2011 Limerick Senior Hurling Championship
- Dates: 12 May – 2 October 2011
- Teams: 16
- Sponsor: Limerick's Live 95fm
- Champions: Na Piarsaigh (1st title) Kieran Bermingham (captain) Seán Stack (manager)
- Runners-up: Ahane Ollie Moran (captain) John Meskell (manager)
- Relegated: Bruff

Tournament statistics
- Matches played: 36
- Goals scored: 73 (2.03 per match)
- Points scored: 858 (23.83 per match)
- Top scorer(s): Shane Dowling (1-31)

= 2011 Limerick Senior Hurling Championship =

Annual hurling competition season

The 2011 Limerick Senior Hurling Championship was the 117th staging of the Limerick Senior Hurling Championship since its establishment by the Limerick County Board. The championship ran from 2 May to 2 October 2011.

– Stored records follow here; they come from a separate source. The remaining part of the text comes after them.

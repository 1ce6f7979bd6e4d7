use lazy_static::lazy_static;
use serde::Serialize;
use std::{collections::HashMap, fmt::Display};

use crate::{MK_LOOKUP, MK_TOKEN};

/// Characters that may form a multi-character sign.
pub const OPERATOR_CHARS: &str = "+-*/%=<>";

lazy_static! {
    pub static ref SINGLE_SIGN_LOOKUP: HashMap<char, TokenKind> = MK_LOOKUP! {
        '(' => TokenKind::Sign,
        ')' => TokenKind::Sign,
        '[' => TokenKind::Sign,
        ']' => TokenKind::Sign,
        '{' => TokenKind::Sign,
        '}' => TokenKind::Sign,
        ';' => TokenKind::Sign,
        ',' => TokenKind::Sign,
        '.' => TokenKind::Sign,
    };

    pub static ref MULTI_SIGN_LOOKUP: HashMap<&'static str, TokenKind> = MK_LOOKUP! {
        "+" => TokenKind::Sign,
        "+=" => TokenKind::Sign,
        "++" => TokenKind::Sign,
        "-" => TokenKind::Sign,
        "-=" => TokenKind::Sign,
        "--" => TokenKind::Sign,
        "*" => TokenKind::Sign,
        "*=" => TokenKind::Sign,
        "/" => TokenKind::Sign,
        "/=" => TokenKind::Sign,
        "%" => TokenKind::Sign,
        "%=" => TokenKind::Sign,
        "=" => TokenKind::Sign,
        "==" => TokenKind::Sign,
        "<" => TokenKind::Sign,
        "<=" => TokenKind::Sign,
        ">" => TokenKind::Sign,
        ">=" => TokenKind::Sign,
    };

    pub static ref RESERVED_LOOKUP: HashMap<&'static str, TokenKind> = MK_LOOKUP! {
        "if" => TokenKind::If,
        "else" => TokenKind::Else,
        "while" => TokenKind::While,
        "for" => TokenKind::For,
        "do" => TokenKind::Do,
        "break" => TokenKind::Break,
        "continue" => TokenKind::Continue,
        "return" => TokenKind::Return,
        "switch" => TokenKind::Switch,
        "case" => TokenKind::Case,
        "default" => TokenKind::Default,
        "int" => TokenKind::Int,
        "long" => TokenKind::Long,
        "float" => TokenKind::Float,
        "double" => TokenKind::Double,
        "char" => TokenKind::Char,
        "boolean" => TokenKind::Boolean,
        "void" => TokenKind::Void,
        "true" => TokenKind::True,
        "false" => TokenKind::False,
        "null" => TokenKind::Null,
        "new" => TokenKind::New,
        "class" => TokenKind::Class,
        "public" => TokenKind::Public,
        "private" => TokenKind::Private,
        "protected" => TokenKind::Protected,
        "static" => TokenKind::Static,
        "final" => TokenKind::Final,
        "abstract" => TokenKind::Abstract,
        "this" => TokenKind::This,
        "super" => TokenKind::Super,
        "import" => TokenKind::Import,
        "package" => TokenKind::Package,
        "try" => TokenKind::Try,
        "catch" => TokenKind::Catch,
        "finally" => TokenKind::Finally,
        "throw" => TokenKind::Throw,
        "throws" => TokenKind::Throws,
        "enum" => TokenKind::Enum,
        "interface" => TokenKind::Interface,
        "extends" => TokenKind::Extends,
        "implements" => TokenKind::Implements,
        "instanceof" => TokenKind::InstanceOf,
        "native" => TokenKind::Native,
        "synchronized" => TokenKind::Synchronized,
    };
}

/// Token categories. Every reserved word has its own variant; the
/// declaration order is the index printed by `Token`'s `Display`.
#[derive(Debug, PartialEq, Eq, Clone, Copy, Hash, Serialize)]
pub enum TokenKind {
    Sign,

    // Reserved
    If,
    Else,
    While,
    For,
    Do,
    Break,
    Continue,
    Return,
    Switch,
    Case,
    Default,
    Int,
    Long,
    Float,
    Double,
    Char,
    Boolean,
    Void,
    True,
    False,
    Null,
    New,
    Class,
    Public,
    Private,
    Protected,
    Static,
    Final,
    Abstract,
    This,
    Super,
    Import,
    Package,
    Try,
    Catch,
    Finally,
    Throw,
    Throws,
    Enum,
    Interface,
    Extends,
    Implements,
    InstanceOf,
    Native,
    Synchronized,

    Literal,
    Identifier,
}

impl TokenKind {
    pub fn index(self) -> u8 {
        self as u8
    }
}

impl Display for TokenKind {
    fn fmt(&self, f: &mut std::fmt::Formatter<'_>) -> std::fmt::Result {
        write!(f, "{:?}", self)
    }
}

/// A single lexeme together with its category. Tokens own a copy of the
/// source text and are never modified after construction.
#[derive(Debug, Clone, PartialEq, Eq, Hash, Serialize)]
pub struct Token {
    kind: TokenKind,
    lexeme: String,
}

impl Token {
    pub fn new(kind: TokenKind, lexeme: impl Into<String>) -> Self {
        Token {
            kind,
            lexeme: lexeme.into(),
        }
    }

    pub fn kind(&self) -> TokenKind {
        self.kind
    }

    pub fn lexeme(&self) -> &str {
        &self.lexeme
    }

    pub fn len(&self) -> usize {
        self.lexeme.len()
    }

    pub fn is_empty(&self) -> bool {
        self.lexeme.is_empty()
    }
}

impl Display for Token {
    fn fmt(&self, f: &mut std::fmt::Formatter<'_>) -> std::fmt::Result {
        write!(f, "<{:2}, '{}'>", self.kind.index(), self.lexeme)
    }
}

pub fn single_sign(ch: char) -> Option<Token> {
    SINGLE_SIGN_LOOKUP
        .get(&ch)
        .map(|kind| MK_TOKEN!(*kind, ch.to_string()))
}

/// Looks up a run of `OPERATOR_CHARS`. `None` means the run is not a sign
/// the language defines.
pub fn multi_sign(run: &str) -> Option<Token> {
    MULTI_SIGN_LOOKUP
        .get(run)
        .map(|kind| MK_TOKEN!(*kind, run))
}

pub fn identifier_or_keyword(word: &str) -> Token {
    match RESERVED_LOOKUP.get(word) {
        Some(kind) => MK_TOKEN!(*kind, word),
        None => MK_TOKEN!(TokenKind::Identifier, word),
    }
}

Kilmallock entered the championship as the defending champions, however, they were beaten by Patrickswell in the quarter-finals.

On 2 October 2011, Na Piarsaigh won the championship after a 2–18 to 0–13 defeat of Ahane in the final. It was their first ever championship title.

Na Piarsaigh's Shane Dowling was the championship's top scorer with 1–31.

==Group A==
===Group A table===

| Team | Matches | Score | Pts | | | | | |
| Pld | W | D | L | For | Against | Diff | | |
| Kilmallock | 3 | 3 | 0 | 0 | 70 | 34 | 36 | 6 |
| Hospital–Herbertstown | 3 | 1 | 0 | 2 | 45 | 50 | -5 | 2 |
| South Liberties | 3 | 1 | 0 | 2 | 35 | 48 | -13 | 2 |
| Garryspillane | 3 | 1 | 0 | 2 | 44 | 62 | -18 | 2 |

==Group B==
===Group B table===

| Team | Matches | Score | Pts | | | | | |
| Pld | W | D | L | For | Against | Diff | | |
| Emmets | 3 | 3 | 0 | 0 | 57 | 41 | 16 | 6 |
| Patrickswell | 3 | 2 | 0 | 1 | 59 | 62 | -3 | 4 |
| Bruff | 3 | 1 | 0 | 2 | 56 | 56 | 0 | 2 |
| Granagh–Ballingarry | 3 | 0 | 0 | 3 | 32 | 45 | -13 | 0 |

==Group C==
===Group C table===

| Team | Matches | Score | Pts | | | | | |
| Pld | W | D | L | For | Against | Diff | | |
| Adare | 3 | 2 | 1 | 0 | 64 | 36 | 28 | 5 |
| Na Piarsaigh | 3 | 2 | 1 | 0 | 55 | 45 | 10 | 5 |
| Croom | 3 | 1 | 0 | 2 | 43 | 62 | -19 | 2 |
| Bruree | 3 | 0 | 0 | 3 | 34 | 53 | -19 | 0 |

==Group D==
===Group D table===

| Team | Matches | Score | Pts | | | | | |
| Pld | W | D | L | For | Against | Diff | | |
| Doon | 3 | 3 | 0 | 0 | 52 | 39 | 13 | 6 |
| Ahane | 3 | 1 | 1 | 1 | 44 | 40 | 4 | 3 |
| Murroe/Boher | 3 | 1 | 1 | 1 | 52 | 54 | -2 | 3 |
| Knockainey | 3 | 0 | 0 | 3 | 40 | 55 | -15 | 0 |

==Championship statistics==
===Miscellaneous===
- Na Piarsaigh win their first senior title.